In Spite of the Gods
What striking truth about India does a British reporter learn from a young Indian boy on a train ride to Delhi?
February 26, 2007
I had just wrestled my way through the bustle and clamor of the crowded railway platform and was looking forward to a night of untroubled sleep. I had booked a berth in the first-class sleeper carriage, which in India still retains much of the feather-bedded comfort of the classic railway experience.
It shuts out the noise and the heat. I enjoy the little things, like adjusting the reading lamp or twiddling with the temperature controls. It is an uninterrupted break from the world.
The Indian train journey is invariably soporific. There are few more comfortable sensations than fighting a losing battle with sleep as you watch India float past your window.
"What is your name?" asked a voice, on the bunk opposite mine. I turned toward the questioner and saw a young Sikh boy assessing me curiously. I answered the question. "And which country are you from?" Again, I answered. "I wrote a letter to the Queen once," he said. "She still hasn't replied."
He told me he had written to advise the Queen that she should visit India more often because lots of good things were happening here. He had also written a letter to President Bush, advising him to pull U.S. forces out of Iraq. Again, he had received no reply.
I asked him his age, which was ten, and where he went to school, which was in the city of Allahabad. His father, who was not accompanying him, was a major in the army.
His mother, who was on the bunk below (Indian first-class compartments always have four berths), then told him to leave the stranger alone and go to sleep. She switched the main light out.
The young boy waited for a few minutes until he was sure his mother was asleep. Then he switched his reading lamp on and trained it on me. He caught me just as I was about to descend into the oblivion of a deep sleep.
"Tell me some interesting things," said the cheerful voice. "I have no plans to go to sleep tonight." I tried many different arguments to convince my young interrogator to turn his light out and go to sleep.
But he managed somehow to brush aside all my pleadings, inducements, threats, and protestations without enraging me. His persistence was too artless. "I still don't understand why we can't have a conversation," he said.

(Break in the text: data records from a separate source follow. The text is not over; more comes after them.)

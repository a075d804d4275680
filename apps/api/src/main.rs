mod config;
mod db;
mod errors;
mod export;
mod llm_client;
mod models;
mod pipeline;
mod profile;
mod relevance;
mod routes;
mod state;

use std::net::SocketAddr;
use std::sync::Arc;
use std::time::Duration;

use anyhow::Result;
use tower_http::{cors::CorsLayer, services::ServeDir, trace::TraceLayer};
use tracing::info;
use tracing_subscriber::{layer::SubscriberExt, util::SubscriberInitExt, EnvFilter};

use crate::config::Config;
use crate::db::create_pool;
use crate::export::RenderClient;
use crate::llm_client::{GeminiClient, GenerationClient};
use crate::profile::{FileStore, SqliteProfileStore};
use crate::routes::build_router;
use crate::state::AppState;

const SESSION_SWEEP_INTERVAL: Duration = Duration::from_secs(5 * 60);

#[tokio::main]
async fn main() -> Result<()> {
    // Load configuration first (fails on missing required env vars)
    let config = Config::from_env()?;

    // Initialize structured logging
    tracing_subscriber::registry()
        .with(EnvFilter::try_from_default_env().unwrap_or_else(|_| {
            EnvFilter::new(format!("{}={}", env!("CARGO_CRATE_NAME"), &config.rust_log))
        }))
        .with(tracing_subscriber::fmt::layer())
        .init();

    info!("Starting Tailor API v{}", env!("CARGO_PKG_VERSION"));

    // Initialize SQLite
    let pool = create_pool(&config.database_url).await?;
    let store = Arc::new(SqliteProfileStore::new(pool));

    // Initialize upload storage
    let files = FileStore::new(&config.upload_dir);
    files.ensure_root().await?;
    info!("Uploads stored under {}", files.root().display());

    // Initialize generation client
    let gemini = GeminiClient::new(config.gemini_api_key.clone())?;
    let generator = GenerationClient::new(Arc::new(gemini));
    info!("Generation client initialized (model: {})", llm_client::MODEL);

    // Initialize PDF renderer client
    let renderer = RenderClient::new(config.pdf_render_url.clone())?;
    info!("PDF renderer at {}", config.pdf_render_url);

    let profile = config.load_static_profile()?;
    let state = AppState::new(store, files.clone(), generator, renderer, profile);

    // Reclaim optimization sessions nobody has touched for a while
    state.runs.spawn_reaper(SESSION_SWEEP_INTERVAL);

    // Build router
    let app = build_router(state)
        .nest_service("/uploads", ServeDir::new(files.root()))
        .layer(TraceLayer::new_for_http())
        .layer(CorsLayer::permissive());

    let addr: SocketAddr = format!("0.0.0.0:{}", config.port).parse()?;
    info!("Listening on {addr}");

    let listener = tokio::net::TcpListener::bind(addr).await?;
    axum::serve(listener, app).await?;

    Ok(())
}
//! Client for the external PDF rendering service.

use std::time::Duration;

use bytes::Bytes;
use chrono::NaiveDate;
use serde::Serialize;
use thiserror::Error;
use tracing::{debug, error};

use crate::models::profile::WorkExperience;
use crate::models::resume::{ProjectEntry, ResumeStructure, SkillCategory};

const RENDER_TIMEOUT: Duration = Duration::from_secs(60);

#[derive(Debug, Error)]
pub enum RenderError {
    #[error("PDF renderer is unreachable: {0}")]
    Transport(String),

    #[error("PDF renderer returned {status}: {message}")]
    Status { status: u16, message: String },
}

impl From<reqwest::Error> for RenderError {
    fn from(e: reqwest::Error) -> Self {
        RenderError::Transport(e.to_string())
    }
}

/// Body of `POST /generate`.
#[derive(Debug, Serialize)]
pub struct ResumePayload<'a> {
    pub summary: &'a str,
    pub work_experience: &'a [WorkExperience],
    pub projects: &'a [ProjectEntry],
    pub skills: &'a [SkillCategory],
}

impl<'a> From<&'a ResumeStructure> for ResumePayload<'a> {
    fn from(resume: &'a ResumeStructure) -> Self {
        Self {
            summary: &resume.summary,
            work_experience: &resume.work_experience,
            projects: &resume.projects,
            skills: &resume.skills,
        }
    }
}

/// Body of `POST /generate-cover-letter`.
#[derive(Debug, Serialize)]
pub struct CoverLetterPayload<'a> {
    pub date: String,
    pub company_name: &'a str,
    pub body: &'a str,
}

/// "October 18, 2026"
pub fn format_letter_date(date: NaiveDate) -> String {
    date.format("%B %-d, %Y").to_string()
}

/// `Acme Corp` + `Resume` + `pdf` → `Acme Corp-Resume.pdf`, with characters
/// that are unsafe in a Content-Disposition filename dropped.
pub fn attachment_name(company: &str, document: &str, extension: &str) -> String {
    let company: String = company
        .chars()
        .filter(|c| !c.is_control() && !matches!(c, '"' | '\\' | '/' | ':' | ';'))
        .collect();
    let company = company.trim();
    let company = if company.is_empty() { "Application" } else { company };
    format!("{company}-{document}.{extension}")
}

#[derive(Clone)]
pub struct RenderClient {
    http: reqwest::Client,
    base_url: String,
}

impl RenderClient {
    pub fn new(base_url: impl Into<String>) -> Result<Self, RenderError> {
        let http = reqwest::Client::builder().timeout(RENDER_TIMEOUT).build()?;
        Ok(Self {
            http,
            base_url: base_url.into().trim_end_matches('/').to_string(),
        })
    }

    pub async fn render_resume(&self, resume: &ResumeStructure) -> Result<Bytes, RenderError> {
        self.post("generate", &ResumePayload::from(resume)).await
    }

    pub async fn render_cover_letter(
        &self,
        company_name: &str,
        body: &str,
        date: NaiveDate,
    ) -> Result<Bytes, RenderError> {
        let payload = CoverLetterPayload {
            date: format_letter_date(date),
            company_name,
            body,
        };
        self.post("generate-cover-letter", &payload).await
    }

    async fn post<T: Serialize + ?Sized>(&self, path: &str, body: &T) -> Result<Bytes, RenderError> {
        let url = format!("{}/{path}", self.base_url);
        debug!("Rendering PDF via {url}");

        let response = self.http.post(&url).json(body).send().await?;
        let status = response.status();
        if !status.is_success() {
            let message = response.text().await.unwrap_or_default();
            error!("PDF renderer {url} returned {status}: {message}");
            return Err(RenderError::Status {
                status: status.as_u16(),
                message,
            });
        }
        Ok(response.bytes().await?)
    }
}

#[cfg(test)]
mod tests {
    use super::*;
    use crate::models::resume::StaticProfile;
    use axum::{http::StatusCode, routing::post, Json, Router};
    use serde_json::Value;

    fn resume() -> ResumeStructure {
        let profile = StaticProfile::default();
        ResumeStructure {
            summary: "Engineer".to_string(),
            education: profile.education,
            work_experience: vec![],
            projects: vec![],
            skills: vec![SkillCategory {
                title: "Languages".to_string(),
                items: "Go".to_string(),
            }],
            links: profile.links,
        }
    }

    async fn fake_renderer() -> String {
        async fn generate(Json(body): Json<Value>) -> Result<Vec<u8>, StatusCode> {
            let keys: Vec<&str> = body
                .as_object()
                .map(|o| o.keys().map(String::as_str).collect())
                .unwrap_or_default();
            if keys == ["projects", "skills", "summary", "work_experience"] {
                Ok(b"%PDF-resume".to_vec())
            } else {
                Err(StatusCode::BAD_REQUEST)
            }
        }
        async fn cover(Json(body): Json<Value>) -> Vec<u8> {
            format!("%PDF-{}-{}", body["company_name"], body["date"]).into_bytes()
        }

        let app = Router::new()
            .route("/generate", post(generate))
            .route("/generate-cover-letter", post(cover))
            .route("/broken", post(|| async { StatusCode::INTERNAL_SERVER_ERROR }));
        let listener = tokio::net::TcpListener::bind("127.0.0.1:0").await.unwrap();
        let addr = listener.local_addr().unwrap();
        tokio::spawn(async move { axum::serve(listener, app).await.unwrap() });
        format!("http://{addr}/")
    }

    #[test]
    fn test_letter_date_format() {
        let date = NaiveDate::from_ymd_opt(2026, 10, 8).unwrap();
        assert_eq!(format_letter_date(date), "October 8, 2026");
    }

    #[test]
    fn test_attachment_name_strips_unsafe_characters() {
        assert_eq!(attachment_name("Acme Corp", "Resume", "pdf"), "Acme Corp-Resume.pdf");
        assert_eq!(
            attachment_name("A/B \"C\"", "Cover-Letter", "docx"),
            "AB C-Cover-Letter.docx"
        );
        assert_eq!(attachment_name("  ", "Resume", "pdf"), "Application-Resume.pdf");
    }

    #[test]
    fn test_resume_payload_uses_snake_case_keys() {
        let r = resume();
        let json = serde_json::to_value(ResumePayload::from(&r)).unwrap();
        assert!(json.get("work_experience").is_some());
        assert!(json.get("links").is_none());
    }

    #[tokio::test]
    async fn test_renders_against_service() {
        let client = RenderClient::new(fake_renderer().await).unwrap();

        let pdf = client.render_resume(&resume()).await.unwrap();
        assert_eq!(&pdf[..], b"%PDF-resume");

        let date = NaiveDate::from_ymd_opt(2026, 10, 18).unwrap();
        let pdf = client.render_cover_letter("Acme", "Dear Acme", date).await.unwrap();
        assert_eq!(&pdf[..], br#"%PDF-"Acme"-"October 18, 2026""#);
    }

    #[tokio::test]
    async fn test_error_status_is_reported() {
        let client = RenderClient::new(fake_renderer().await).unwrap();
        let err = client.post("broken", &serde_json::json!({})).await.unwrap_err();
        assert!(matches!(err, RenderError::Status { status: 500, .. }));
    }
}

So I resigned myself to his suggestion of a general knowledge test. I started with simple questions, which he brushed aside easily — the prime minister of India, then the finance minister of India, then India's biggest river, then the capital of Sri Lanka. "I'm not completely stupid," he said.
So I moved onto the capitals of Europe, which he found a piece of cake, and then the flora and fauna of India, of which he had far greater knowledge than I, and then the presidents of the United States, and so on.
Eventually after about an hour of swatting flies, he suddenly decided he wanted to scrutinize my career and my educational background. Each of his questions was informed and refined by my previous answer.
He was beginning to build my profile. It felt, in fact, more like a criminal profile. Periodically he trained his lamp on me to check that my energy was not flagging.
Finally, I struck a deal with my restless torturer. He would let me go to sleep if I gave him my mobile phone number so that he could call me whenever he wanted to continue the conversation.
We shook on it. But he interpreted the deal far too literally. I do not know how long I had been asleep when my pillow started vibrating and brought me awake with a start.
The cell phone underneath it was ringing. "I just wanted to check you didn't give me the wrong number," said a familiar voice from the bunk opposite on his own previously undeclared cell phone.
I rebuked the boy sharply, only to regret it straight away. "There's no time to lose," he said, looking crestfallen. "The train arrives in five hours. What shall we talk about?"
So our conversation resumed. Every hour or so the train would stop at one of north India's endless provincial towns. A couple of times we got down on to the platform to buy a cup of milky chai masala served in the disposable earthenware cups that are unique to India.
I began to feel entertained by his unflagging curiosity and precocious intelligence. There cannot be many ten-year-olds around the world carrying around this amount of information in their heads.
In spite of his utter disregard for my sleeping plans, he was courteous to a fault. He was also wily. "Would you like another of my biscuits?" he asked whenever my eyelids appeared to be wavering.
Eventually, having mined me for all the information he possibly could, he announced it was time to sleep. Dawn was already intruding. There was only about an hour of the journey left.
"We should really go to sleep now," he said in a tone of mild admonition, gently wobbling his head in the way only Indians can. "Tomorrow we can continue our conversation. Good night." Within seconds he was asleep.
But I was well past the point of no return. For some reason I found myself laughing. It began slowly, originating in the abdomen and rumbling its way silently upward. It was that rare kind of laugh that spreads through the body and fills you — for the duration, at least — with a humorous optimism.
Someone once said to me: "Remember, India always wins." India has a way of confounding you and still making you laugh about it. My chuckling did not subside until the train had reached Delhi.